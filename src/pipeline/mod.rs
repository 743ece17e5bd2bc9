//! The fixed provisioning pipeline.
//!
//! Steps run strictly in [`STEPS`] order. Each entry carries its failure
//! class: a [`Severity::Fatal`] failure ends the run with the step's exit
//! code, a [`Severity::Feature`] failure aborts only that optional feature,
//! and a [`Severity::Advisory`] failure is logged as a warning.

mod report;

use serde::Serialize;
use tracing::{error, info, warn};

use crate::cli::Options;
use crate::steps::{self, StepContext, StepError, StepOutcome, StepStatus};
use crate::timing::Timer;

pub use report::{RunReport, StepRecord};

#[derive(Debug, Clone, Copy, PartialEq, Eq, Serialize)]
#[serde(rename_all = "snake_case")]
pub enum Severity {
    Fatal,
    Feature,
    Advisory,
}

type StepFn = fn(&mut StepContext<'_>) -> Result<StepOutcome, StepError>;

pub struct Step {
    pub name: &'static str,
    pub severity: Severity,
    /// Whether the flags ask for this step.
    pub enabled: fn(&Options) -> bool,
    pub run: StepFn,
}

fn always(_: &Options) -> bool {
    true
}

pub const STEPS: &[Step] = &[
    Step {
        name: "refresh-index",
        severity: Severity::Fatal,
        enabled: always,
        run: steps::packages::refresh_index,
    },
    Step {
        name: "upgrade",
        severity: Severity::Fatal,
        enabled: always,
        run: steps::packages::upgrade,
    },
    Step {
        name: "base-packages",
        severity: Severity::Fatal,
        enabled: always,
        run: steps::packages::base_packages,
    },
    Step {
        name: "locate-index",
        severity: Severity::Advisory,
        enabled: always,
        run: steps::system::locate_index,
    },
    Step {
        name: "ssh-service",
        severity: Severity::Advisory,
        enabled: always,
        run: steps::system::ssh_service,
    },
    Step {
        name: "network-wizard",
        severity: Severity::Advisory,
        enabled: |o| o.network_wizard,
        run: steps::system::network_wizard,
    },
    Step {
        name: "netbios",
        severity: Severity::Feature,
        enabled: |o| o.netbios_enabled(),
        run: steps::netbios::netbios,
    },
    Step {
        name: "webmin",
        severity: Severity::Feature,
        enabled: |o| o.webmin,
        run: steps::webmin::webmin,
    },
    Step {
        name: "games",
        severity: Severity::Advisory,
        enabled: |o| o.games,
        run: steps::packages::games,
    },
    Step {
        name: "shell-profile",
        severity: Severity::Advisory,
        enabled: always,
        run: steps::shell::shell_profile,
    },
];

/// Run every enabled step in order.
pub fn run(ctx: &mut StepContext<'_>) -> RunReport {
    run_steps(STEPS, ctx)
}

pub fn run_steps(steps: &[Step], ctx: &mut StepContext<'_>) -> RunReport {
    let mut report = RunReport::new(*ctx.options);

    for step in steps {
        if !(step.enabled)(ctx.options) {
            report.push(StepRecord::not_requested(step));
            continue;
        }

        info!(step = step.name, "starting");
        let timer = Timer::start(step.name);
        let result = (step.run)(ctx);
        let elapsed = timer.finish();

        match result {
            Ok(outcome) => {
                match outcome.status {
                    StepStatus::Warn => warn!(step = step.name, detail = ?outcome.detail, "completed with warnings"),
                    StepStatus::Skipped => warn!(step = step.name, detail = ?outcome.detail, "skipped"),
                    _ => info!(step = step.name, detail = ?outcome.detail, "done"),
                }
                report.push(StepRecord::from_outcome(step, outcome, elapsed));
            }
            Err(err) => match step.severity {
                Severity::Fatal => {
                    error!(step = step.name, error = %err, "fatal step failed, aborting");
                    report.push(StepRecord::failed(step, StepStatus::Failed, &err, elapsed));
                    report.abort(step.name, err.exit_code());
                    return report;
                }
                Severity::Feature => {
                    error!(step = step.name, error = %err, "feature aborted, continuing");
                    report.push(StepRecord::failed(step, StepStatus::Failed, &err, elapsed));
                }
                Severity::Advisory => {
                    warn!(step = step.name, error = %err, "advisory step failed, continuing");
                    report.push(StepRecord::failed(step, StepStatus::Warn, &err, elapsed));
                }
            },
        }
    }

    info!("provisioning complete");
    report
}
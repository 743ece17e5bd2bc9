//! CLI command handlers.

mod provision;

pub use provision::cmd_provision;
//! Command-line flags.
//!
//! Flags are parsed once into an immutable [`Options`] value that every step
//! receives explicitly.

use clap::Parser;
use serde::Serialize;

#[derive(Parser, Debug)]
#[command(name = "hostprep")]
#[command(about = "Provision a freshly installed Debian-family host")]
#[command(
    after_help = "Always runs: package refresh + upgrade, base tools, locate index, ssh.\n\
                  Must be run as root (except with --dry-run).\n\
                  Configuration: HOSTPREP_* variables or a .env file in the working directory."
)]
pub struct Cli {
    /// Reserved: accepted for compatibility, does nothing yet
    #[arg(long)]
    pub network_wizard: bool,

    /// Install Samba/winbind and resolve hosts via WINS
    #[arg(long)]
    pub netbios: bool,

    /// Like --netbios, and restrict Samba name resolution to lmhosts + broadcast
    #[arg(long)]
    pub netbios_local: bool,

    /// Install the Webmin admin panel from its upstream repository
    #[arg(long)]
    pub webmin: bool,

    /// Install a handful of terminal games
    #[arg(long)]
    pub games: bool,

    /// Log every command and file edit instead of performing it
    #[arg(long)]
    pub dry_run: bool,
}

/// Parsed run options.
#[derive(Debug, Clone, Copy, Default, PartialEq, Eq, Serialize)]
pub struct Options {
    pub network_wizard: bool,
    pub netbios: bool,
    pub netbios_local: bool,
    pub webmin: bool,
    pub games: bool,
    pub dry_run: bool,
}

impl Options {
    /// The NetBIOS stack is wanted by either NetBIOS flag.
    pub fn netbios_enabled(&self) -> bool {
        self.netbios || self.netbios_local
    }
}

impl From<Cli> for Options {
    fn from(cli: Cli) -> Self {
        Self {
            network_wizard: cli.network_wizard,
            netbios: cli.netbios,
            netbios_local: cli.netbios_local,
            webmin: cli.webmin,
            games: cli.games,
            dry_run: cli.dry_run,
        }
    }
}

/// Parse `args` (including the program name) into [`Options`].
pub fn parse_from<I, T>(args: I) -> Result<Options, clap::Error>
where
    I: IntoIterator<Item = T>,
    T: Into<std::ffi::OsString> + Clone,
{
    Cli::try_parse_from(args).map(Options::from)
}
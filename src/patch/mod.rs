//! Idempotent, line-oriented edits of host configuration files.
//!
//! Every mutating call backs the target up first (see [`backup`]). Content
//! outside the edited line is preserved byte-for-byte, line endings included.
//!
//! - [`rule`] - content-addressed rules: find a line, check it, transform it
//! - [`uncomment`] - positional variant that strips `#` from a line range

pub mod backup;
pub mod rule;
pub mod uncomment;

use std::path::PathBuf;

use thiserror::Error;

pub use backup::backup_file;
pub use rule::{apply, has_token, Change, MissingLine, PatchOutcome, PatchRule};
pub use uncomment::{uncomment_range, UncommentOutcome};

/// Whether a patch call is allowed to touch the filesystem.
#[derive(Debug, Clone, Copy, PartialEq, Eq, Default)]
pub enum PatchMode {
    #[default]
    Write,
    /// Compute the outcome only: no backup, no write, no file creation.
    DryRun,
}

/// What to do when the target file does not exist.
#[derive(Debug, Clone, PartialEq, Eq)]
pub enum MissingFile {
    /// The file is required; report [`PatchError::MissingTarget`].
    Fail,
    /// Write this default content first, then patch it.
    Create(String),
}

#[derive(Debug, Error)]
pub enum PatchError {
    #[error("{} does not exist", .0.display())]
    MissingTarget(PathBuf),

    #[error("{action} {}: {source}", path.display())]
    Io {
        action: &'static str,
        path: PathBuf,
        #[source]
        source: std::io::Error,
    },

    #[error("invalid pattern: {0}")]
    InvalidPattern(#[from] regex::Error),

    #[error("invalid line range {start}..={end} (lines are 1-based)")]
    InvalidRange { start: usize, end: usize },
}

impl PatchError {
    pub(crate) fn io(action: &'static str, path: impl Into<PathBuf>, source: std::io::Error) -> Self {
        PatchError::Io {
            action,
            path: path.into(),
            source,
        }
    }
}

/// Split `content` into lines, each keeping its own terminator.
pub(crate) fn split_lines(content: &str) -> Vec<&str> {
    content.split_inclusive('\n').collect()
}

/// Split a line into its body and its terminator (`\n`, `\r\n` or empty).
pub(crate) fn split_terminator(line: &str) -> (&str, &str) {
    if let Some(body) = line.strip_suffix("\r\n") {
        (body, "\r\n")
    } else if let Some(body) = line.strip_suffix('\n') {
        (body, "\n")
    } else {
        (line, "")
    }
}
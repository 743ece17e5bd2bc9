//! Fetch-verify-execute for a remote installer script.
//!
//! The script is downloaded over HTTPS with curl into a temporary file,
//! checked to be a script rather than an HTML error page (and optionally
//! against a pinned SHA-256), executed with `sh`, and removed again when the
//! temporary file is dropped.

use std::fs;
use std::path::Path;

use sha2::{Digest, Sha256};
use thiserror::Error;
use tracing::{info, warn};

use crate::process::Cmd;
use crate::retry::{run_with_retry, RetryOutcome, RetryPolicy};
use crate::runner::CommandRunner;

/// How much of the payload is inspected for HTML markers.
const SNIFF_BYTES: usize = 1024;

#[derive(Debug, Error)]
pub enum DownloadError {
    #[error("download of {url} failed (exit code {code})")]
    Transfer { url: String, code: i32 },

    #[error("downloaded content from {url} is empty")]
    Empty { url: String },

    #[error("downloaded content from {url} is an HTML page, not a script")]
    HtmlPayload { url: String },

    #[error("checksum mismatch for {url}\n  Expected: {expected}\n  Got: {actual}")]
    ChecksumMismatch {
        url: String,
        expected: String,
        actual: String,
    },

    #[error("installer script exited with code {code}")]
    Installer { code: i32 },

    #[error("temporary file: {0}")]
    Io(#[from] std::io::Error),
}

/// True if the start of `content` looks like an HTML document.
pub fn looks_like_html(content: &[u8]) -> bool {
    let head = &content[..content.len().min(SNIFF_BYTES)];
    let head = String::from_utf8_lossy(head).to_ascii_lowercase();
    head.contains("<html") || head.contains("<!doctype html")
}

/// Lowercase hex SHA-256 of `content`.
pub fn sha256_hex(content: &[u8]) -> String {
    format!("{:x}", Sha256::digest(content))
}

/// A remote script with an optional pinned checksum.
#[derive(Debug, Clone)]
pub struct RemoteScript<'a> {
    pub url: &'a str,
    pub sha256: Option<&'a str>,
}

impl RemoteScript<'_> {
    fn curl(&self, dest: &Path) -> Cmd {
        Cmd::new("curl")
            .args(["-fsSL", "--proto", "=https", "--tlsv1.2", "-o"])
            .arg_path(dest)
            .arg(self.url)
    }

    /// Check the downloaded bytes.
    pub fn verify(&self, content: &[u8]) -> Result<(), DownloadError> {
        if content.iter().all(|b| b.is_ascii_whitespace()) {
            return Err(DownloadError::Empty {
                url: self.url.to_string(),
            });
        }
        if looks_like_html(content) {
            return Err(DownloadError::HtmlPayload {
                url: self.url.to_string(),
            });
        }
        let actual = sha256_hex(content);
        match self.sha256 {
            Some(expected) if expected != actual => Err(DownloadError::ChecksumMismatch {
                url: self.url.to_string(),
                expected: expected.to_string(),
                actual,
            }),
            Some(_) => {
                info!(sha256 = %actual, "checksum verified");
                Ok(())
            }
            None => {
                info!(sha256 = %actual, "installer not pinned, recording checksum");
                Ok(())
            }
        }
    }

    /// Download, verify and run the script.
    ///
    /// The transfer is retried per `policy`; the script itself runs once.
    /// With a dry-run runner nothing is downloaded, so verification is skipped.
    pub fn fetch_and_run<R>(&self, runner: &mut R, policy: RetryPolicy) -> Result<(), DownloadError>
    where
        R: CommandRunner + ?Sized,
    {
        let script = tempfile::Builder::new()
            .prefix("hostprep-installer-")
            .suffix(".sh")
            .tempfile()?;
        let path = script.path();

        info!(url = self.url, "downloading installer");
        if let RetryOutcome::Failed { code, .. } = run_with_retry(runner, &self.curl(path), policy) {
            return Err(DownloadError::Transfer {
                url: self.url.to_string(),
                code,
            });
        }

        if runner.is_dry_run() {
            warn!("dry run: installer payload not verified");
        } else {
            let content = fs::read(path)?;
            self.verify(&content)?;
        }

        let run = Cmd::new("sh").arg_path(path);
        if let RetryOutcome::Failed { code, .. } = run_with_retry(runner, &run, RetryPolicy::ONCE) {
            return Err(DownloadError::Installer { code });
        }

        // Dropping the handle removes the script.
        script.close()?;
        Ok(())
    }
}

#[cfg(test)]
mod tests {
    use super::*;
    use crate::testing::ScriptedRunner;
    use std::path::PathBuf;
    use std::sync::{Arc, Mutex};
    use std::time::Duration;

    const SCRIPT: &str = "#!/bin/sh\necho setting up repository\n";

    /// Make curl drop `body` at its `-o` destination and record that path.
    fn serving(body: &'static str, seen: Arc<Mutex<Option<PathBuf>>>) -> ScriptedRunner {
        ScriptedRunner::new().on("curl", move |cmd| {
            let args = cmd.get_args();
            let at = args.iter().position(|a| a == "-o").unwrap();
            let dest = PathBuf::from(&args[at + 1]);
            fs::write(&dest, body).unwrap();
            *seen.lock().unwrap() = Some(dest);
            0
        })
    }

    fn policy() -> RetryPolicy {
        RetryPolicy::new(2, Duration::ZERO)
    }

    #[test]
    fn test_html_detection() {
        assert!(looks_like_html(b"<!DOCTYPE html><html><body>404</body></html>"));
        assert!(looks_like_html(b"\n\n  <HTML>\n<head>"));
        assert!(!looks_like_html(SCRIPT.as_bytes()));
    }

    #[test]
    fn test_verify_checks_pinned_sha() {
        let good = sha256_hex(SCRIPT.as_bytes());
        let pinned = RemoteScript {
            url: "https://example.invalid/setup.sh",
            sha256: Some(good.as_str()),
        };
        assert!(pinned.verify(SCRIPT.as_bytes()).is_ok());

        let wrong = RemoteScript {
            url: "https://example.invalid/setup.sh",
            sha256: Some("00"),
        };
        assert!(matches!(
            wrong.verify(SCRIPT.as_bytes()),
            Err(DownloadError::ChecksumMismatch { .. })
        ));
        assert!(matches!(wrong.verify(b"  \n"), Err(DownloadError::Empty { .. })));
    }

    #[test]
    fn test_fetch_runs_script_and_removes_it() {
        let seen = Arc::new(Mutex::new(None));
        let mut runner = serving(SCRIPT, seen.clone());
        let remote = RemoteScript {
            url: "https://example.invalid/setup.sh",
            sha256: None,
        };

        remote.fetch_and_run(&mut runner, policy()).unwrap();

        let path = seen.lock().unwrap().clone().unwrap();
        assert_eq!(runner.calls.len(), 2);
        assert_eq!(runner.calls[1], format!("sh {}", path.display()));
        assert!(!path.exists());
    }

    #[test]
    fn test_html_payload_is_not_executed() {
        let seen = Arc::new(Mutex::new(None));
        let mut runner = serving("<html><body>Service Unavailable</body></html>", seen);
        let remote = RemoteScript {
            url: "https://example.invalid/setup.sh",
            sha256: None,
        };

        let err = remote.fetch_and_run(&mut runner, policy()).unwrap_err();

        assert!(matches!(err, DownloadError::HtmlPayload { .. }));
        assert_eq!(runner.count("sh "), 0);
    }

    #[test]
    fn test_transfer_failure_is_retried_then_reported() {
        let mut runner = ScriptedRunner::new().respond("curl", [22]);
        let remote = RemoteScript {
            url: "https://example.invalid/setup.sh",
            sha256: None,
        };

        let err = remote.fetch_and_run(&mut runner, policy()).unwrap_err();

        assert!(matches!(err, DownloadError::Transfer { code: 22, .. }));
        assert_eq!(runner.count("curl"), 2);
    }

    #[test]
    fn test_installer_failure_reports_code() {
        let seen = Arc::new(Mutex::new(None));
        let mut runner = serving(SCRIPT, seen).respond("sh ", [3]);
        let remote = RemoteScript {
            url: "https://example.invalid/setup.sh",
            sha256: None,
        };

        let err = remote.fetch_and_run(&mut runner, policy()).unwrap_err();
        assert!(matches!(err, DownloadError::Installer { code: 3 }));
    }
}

++++++++++++++++++++

Show all lines in the entries above where the string "enum" appears.

→ RESULT BELOW:
pub enum Severity {
pub enum PatchMode {
pub enum MissingFile {
pub enum PatchError {
pub enum DownloadError {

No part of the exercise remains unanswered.